L'éducation des enfants blancs dans les colonies à l'époque de l'esclavage des Noirs (Raphaël ADJOBI)

    L'éducation des enfants blancs dans les colonies

                     à l'époque de l'esclavage des Noirs 

                                          (Raphaël ADJOBI)

 

Education coloniale - texte

          A ma connaissance, l’éducation des enfants blancs dans les colonies est un sujet jamais étudié par les historiens. Par exemple, aucun historien français ne s’est intéressé à la vie que menaient les émissaires des royaumes européens, administrateurs des nombreux forts servant de prisons aux captifs africains avant leur déportation vers les Amériques. Une étude aurait montré comment étaient élevés leurs enfants dans ce cadre. On ignore tout de ces hommes – jamais des femmes ? - jusqu’à leur nom. Alors que le seul Noir qui a géré un « barracon » - de très moindre importance qu’un fort – sur la côte de Guinée est connu : il s’agit du Brésilien métis Chacha. Rien non plus sur la vie de famille des colons européens dans les Amériques. Or, il nous semble important d’aborder ce thème pour bien comprendre comment le système esclavagiste du « colonat » - ou d’occupation d’une terre étrangère et son exploitation par un peuple pour son profit personnel – a pu se perpétuer durant des siècles. En effet, savoir comment on éduque un colon – pour ne pas dire comment on le fabrique – c’est étudier un élément clef du mécanisme de la domination de l’homme blanc qui, depuis qu’il a quitté l’Europe pour s’implanter sous d’autres cieux, ne s’est jamais intégré aux populations locales. Jouissant de la supériorité que lui conférait la force des armes à feu, il n’a jamais envisagé sa relation avec l’Autre qu’à la seule mesure des canons.

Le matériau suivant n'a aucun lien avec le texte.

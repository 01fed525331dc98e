use std::path::PathBuf;

use thiserror::Error;

#[derive(Debug, Error)]
pub enum StoreError {
    #[error("io error: {0}")]
    Io(#[from] std::io::Error),

    #[error("serialization error: {0}")]
    Serde(#[from] serde_json::Error),

    #[error("duplicate key '{key}' in {table}")]
    Duplicate { table: &'static str, key: String },

    /// The lock marker stayed in place for the whole retry budget.
    #[error("timed out waiting for lock {}", .0.display())]
    LockTimeout(PathBuf),
}

pub type Result<T> = std::result::Result<T, StoreError>;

Etat de chose qui a abouti à cette réalité sociale partout où l’Européen s’est établi : « deux peuples différents, deux mondes vivent près d’un siècle l’un à côté de l’autre sans vraiment se rencontrer » (Emmanuel Dongala, Le feu des origines).

          Avant d’aller plus loin, disons tout de suite qu’il y a deux principes fondateurs de la vie coloniale : 1) ne jamais s’intégrer aux autres, dits sauvages, du fait évidemment de la supériorité de sa « race » ; la carnation différente des peuples d’Europe étant synonyme de la raison s’oppose aux autres carnations renvoyant à la nature, donc à la sauvagerie. 2) chercher constamment les moyens de maintenir sa domination en la rendant incontestable.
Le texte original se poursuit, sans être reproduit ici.